*** SUPPLIED DATA Section Begins ***

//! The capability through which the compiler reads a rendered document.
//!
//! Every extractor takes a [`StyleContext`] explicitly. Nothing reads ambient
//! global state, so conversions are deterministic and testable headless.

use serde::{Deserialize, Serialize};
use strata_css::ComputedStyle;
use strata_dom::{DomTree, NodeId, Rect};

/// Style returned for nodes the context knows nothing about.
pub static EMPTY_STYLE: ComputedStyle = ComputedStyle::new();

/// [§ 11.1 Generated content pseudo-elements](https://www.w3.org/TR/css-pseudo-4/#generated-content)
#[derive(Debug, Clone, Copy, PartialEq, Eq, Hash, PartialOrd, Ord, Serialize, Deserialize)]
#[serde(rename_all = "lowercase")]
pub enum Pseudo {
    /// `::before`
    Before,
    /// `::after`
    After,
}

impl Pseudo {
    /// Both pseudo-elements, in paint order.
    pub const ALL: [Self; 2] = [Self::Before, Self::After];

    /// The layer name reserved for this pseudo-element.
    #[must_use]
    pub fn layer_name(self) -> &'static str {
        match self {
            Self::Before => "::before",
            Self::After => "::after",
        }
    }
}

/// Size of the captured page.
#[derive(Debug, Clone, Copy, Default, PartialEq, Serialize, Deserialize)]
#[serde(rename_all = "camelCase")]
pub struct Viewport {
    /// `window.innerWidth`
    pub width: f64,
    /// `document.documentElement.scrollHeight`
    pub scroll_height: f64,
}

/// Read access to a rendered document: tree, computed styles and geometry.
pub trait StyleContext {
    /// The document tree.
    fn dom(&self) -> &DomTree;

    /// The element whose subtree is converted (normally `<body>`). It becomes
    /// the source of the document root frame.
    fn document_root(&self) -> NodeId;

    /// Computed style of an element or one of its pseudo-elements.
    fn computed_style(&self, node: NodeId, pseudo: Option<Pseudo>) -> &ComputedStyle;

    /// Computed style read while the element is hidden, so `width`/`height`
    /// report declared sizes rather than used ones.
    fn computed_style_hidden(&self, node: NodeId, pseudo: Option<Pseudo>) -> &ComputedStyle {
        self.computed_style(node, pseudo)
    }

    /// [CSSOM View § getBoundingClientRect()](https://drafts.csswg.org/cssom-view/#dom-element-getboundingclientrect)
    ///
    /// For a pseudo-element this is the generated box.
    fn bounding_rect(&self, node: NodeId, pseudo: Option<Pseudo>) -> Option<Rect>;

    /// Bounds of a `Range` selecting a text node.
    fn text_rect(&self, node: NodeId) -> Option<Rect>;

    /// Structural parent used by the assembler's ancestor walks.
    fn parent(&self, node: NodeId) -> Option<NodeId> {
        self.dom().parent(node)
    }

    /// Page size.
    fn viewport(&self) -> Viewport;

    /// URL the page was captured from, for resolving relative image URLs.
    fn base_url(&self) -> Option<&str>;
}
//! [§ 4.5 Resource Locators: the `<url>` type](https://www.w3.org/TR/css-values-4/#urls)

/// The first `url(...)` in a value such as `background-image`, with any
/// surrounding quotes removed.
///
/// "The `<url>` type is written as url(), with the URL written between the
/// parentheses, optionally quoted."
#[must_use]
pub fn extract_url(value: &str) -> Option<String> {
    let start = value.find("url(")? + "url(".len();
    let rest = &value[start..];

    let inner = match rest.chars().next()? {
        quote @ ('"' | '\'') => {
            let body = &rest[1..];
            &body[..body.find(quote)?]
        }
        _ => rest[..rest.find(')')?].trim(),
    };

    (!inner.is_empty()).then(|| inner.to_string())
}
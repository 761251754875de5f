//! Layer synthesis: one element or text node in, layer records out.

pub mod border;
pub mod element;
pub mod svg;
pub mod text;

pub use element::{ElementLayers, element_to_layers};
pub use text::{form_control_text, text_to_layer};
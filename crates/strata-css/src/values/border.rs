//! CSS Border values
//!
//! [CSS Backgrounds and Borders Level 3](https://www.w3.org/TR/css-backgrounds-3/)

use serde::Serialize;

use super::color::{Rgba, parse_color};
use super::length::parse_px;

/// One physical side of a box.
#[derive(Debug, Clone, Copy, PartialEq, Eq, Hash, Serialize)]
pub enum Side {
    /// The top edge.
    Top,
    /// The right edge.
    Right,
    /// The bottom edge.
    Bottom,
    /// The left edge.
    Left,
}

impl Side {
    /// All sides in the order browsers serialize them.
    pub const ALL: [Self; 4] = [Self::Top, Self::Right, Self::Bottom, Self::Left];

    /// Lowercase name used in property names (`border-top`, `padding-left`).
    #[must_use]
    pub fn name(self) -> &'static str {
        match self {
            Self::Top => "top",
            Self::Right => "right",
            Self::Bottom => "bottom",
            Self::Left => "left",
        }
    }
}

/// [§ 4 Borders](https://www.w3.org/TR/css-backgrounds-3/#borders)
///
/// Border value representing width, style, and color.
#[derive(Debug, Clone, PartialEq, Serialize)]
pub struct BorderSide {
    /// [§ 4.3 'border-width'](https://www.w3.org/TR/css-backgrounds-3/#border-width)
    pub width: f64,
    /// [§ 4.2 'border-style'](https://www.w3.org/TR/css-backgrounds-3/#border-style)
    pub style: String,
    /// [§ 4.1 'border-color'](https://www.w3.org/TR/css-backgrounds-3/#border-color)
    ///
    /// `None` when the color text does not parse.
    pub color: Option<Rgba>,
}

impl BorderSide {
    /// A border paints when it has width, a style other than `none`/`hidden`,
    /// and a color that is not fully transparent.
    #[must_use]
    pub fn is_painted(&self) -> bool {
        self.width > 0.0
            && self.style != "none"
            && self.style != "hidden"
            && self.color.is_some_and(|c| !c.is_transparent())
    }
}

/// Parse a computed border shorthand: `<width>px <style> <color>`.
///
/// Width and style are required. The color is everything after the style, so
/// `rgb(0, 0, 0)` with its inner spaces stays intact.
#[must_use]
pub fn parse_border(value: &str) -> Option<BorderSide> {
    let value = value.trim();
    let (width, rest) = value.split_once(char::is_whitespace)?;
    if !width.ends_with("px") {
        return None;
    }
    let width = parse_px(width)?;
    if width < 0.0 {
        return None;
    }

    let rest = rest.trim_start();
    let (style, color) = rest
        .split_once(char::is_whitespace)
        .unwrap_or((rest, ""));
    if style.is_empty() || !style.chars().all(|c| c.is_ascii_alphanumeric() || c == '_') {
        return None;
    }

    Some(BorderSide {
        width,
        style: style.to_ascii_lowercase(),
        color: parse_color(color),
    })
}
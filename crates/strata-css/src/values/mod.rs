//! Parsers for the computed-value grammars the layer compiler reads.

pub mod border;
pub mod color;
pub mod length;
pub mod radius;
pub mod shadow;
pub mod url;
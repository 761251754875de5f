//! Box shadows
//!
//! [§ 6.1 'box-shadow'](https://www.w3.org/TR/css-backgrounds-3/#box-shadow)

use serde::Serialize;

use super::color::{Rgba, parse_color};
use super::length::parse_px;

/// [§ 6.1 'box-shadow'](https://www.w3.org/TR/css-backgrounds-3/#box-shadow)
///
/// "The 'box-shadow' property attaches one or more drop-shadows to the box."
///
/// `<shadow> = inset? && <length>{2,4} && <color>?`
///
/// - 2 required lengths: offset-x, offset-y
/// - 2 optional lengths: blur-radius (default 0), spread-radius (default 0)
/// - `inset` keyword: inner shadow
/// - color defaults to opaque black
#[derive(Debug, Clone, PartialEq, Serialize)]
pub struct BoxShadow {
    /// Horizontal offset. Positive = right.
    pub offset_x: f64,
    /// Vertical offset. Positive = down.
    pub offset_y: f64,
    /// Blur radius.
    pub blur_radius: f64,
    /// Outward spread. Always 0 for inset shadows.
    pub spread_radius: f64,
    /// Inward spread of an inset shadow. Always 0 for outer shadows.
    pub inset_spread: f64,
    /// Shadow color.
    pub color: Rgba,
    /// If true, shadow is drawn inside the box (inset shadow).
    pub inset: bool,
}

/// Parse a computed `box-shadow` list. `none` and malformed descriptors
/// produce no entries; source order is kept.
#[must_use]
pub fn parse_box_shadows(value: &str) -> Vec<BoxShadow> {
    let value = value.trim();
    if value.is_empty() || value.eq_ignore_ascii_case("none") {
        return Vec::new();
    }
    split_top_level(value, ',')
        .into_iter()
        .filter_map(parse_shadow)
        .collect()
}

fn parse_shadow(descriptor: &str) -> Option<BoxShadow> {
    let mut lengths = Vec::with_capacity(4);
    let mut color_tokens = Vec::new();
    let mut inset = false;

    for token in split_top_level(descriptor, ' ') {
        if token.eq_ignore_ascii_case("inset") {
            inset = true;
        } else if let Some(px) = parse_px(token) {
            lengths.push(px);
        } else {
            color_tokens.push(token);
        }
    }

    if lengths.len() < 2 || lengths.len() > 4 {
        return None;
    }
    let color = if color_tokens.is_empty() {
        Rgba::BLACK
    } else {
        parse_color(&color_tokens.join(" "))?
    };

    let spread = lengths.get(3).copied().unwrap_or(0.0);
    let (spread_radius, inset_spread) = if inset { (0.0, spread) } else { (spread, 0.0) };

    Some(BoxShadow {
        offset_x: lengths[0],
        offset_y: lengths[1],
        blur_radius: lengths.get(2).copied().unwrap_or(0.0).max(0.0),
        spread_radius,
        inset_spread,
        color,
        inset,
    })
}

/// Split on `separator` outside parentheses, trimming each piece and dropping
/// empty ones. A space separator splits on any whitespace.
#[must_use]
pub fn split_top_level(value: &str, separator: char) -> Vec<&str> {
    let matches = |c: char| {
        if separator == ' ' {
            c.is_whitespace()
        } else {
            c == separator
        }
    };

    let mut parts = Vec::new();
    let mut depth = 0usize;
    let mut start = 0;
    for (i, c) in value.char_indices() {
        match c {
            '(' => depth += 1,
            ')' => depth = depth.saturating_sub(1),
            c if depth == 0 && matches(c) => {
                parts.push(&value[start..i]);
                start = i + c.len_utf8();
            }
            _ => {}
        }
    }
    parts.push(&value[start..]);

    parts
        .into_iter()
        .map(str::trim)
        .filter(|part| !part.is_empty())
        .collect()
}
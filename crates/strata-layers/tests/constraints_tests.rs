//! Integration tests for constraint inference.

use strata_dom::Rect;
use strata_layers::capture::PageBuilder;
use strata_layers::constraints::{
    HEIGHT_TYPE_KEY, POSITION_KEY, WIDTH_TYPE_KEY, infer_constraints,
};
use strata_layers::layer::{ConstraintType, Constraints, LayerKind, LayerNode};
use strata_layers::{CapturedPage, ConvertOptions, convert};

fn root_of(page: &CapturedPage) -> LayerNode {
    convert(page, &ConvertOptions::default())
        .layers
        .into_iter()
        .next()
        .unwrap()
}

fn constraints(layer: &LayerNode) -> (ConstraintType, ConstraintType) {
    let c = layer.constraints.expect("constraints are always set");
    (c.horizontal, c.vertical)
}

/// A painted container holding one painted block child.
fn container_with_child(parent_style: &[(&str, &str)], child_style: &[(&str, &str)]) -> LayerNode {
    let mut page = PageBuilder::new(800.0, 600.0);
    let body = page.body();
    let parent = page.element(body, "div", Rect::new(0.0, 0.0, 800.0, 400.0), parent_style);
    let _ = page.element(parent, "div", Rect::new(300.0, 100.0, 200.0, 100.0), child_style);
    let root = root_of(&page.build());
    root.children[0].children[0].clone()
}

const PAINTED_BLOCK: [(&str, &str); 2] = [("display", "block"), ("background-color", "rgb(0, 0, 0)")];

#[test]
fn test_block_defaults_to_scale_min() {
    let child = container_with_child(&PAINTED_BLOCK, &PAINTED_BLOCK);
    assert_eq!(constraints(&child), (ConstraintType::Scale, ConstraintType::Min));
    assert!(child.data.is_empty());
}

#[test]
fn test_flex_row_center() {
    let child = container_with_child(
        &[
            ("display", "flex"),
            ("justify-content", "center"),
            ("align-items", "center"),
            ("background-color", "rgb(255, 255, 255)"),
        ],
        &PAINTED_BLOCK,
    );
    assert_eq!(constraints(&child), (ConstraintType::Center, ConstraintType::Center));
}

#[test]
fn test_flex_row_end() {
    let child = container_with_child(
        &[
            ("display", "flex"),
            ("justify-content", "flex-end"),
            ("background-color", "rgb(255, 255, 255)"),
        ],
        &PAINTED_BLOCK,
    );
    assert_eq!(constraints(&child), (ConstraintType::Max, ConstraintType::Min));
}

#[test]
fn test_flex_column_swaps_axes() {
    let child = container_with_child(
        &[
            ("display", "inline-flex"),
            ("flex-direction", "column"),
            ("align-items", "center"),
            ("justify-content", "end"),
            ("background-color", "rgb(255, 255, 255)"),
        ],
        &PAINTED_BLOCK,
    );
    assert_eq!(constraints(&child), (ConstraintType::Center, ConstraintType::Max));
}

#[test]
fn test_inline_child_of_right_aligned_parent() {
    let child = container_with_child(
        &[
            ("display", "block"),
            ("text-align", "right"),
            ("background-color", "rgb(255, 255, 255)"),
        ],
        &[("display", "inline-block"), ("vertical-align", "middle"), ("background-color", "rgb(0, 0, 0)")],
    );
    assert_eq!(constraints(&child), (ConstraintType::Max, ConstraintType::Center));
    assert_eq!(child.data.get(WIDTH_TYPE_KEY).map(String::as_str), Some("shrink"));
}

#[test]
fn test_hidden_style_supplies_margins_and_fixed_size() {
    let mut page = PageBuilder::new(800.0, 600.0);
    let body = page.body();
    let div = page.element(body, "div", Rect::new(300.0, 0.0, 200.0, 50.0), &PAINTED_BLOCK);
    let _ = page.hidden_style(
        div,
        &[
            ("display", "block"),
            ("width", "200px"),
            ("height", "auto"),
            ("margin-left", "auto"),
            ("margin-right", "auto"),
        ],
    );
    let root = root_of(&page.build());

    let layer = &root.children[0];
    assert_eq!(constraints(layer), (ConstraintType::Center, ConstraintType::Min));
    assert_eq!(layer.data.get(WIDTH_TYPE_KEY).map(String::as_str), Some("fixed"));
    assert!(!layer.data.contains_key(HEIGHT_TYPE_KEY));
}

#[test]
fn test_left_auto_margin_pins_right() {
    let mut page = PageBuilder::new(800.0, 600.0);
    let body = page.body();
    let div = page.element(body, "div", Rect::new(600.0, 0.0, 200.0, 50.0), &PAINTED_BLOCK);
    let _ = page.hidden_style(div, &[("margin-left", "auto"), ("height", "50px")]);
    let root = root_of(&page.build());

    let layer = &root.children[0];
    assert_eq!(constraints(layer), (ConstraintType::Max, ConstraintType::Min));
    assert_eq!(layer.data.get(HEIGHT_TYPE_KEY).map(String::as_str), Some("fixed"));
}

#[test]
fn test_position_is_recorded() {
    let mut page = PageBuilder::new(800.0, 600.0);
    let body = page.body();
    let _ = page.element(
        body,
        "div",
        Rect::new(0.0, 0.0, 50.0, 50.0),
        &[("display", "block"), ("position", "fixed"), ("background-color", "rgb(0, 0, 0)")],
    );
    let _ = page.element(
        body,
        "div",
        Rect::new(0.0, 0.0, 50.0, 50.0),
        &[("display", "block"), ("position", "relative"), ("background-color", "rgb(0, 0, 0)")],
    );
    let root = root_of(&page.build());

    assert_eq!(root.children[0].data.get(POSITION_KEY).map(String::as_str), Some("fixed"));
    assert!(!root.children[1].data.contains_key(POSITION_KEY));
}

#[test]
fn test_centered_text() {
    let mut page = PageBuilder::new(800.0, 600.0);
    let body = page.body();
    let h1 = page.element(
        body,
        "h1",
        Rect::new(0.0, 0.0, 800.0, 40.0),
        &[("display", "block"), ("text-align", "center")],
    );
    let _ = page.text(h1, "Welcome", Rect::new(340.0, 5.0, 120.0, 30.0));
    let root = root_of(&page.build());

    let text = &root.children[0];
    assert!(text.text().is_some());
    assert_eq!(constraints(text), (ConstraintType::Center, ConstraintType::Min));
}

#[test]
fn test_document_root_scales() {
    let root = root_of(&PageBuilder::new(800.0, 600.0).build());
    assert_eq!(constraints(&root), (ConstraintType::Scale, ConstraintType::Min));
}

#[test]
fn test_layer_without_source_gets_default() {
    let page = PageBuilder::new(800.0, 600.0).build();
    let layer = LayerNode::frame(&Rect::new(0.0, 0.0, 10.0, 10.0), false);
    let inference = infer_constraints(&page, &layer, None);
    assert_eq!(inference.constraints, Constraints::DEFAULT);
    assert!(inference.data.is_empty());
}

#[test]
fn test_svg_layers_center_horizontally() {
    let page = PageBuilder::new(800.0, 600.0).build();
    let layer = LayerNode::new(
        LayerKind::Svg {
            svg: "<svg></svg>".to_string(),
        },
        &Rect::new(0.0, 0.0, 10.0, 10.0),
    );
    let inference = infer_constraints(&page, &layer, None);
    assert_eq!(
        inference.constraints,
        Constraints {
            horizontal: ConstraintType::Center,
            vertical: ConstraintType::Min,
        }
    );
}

*** SUPPLIED DATA Section Ends ***

TASK ITEM ::
Search the data for "frame". Copy every matching line.

RESULT FOR THIS EXERCISE ::
    /// the source of the document root frame.
    let layer = LayerNode::frame(&Rect::new(0.0, 0.0, 10.0, 10.0), false);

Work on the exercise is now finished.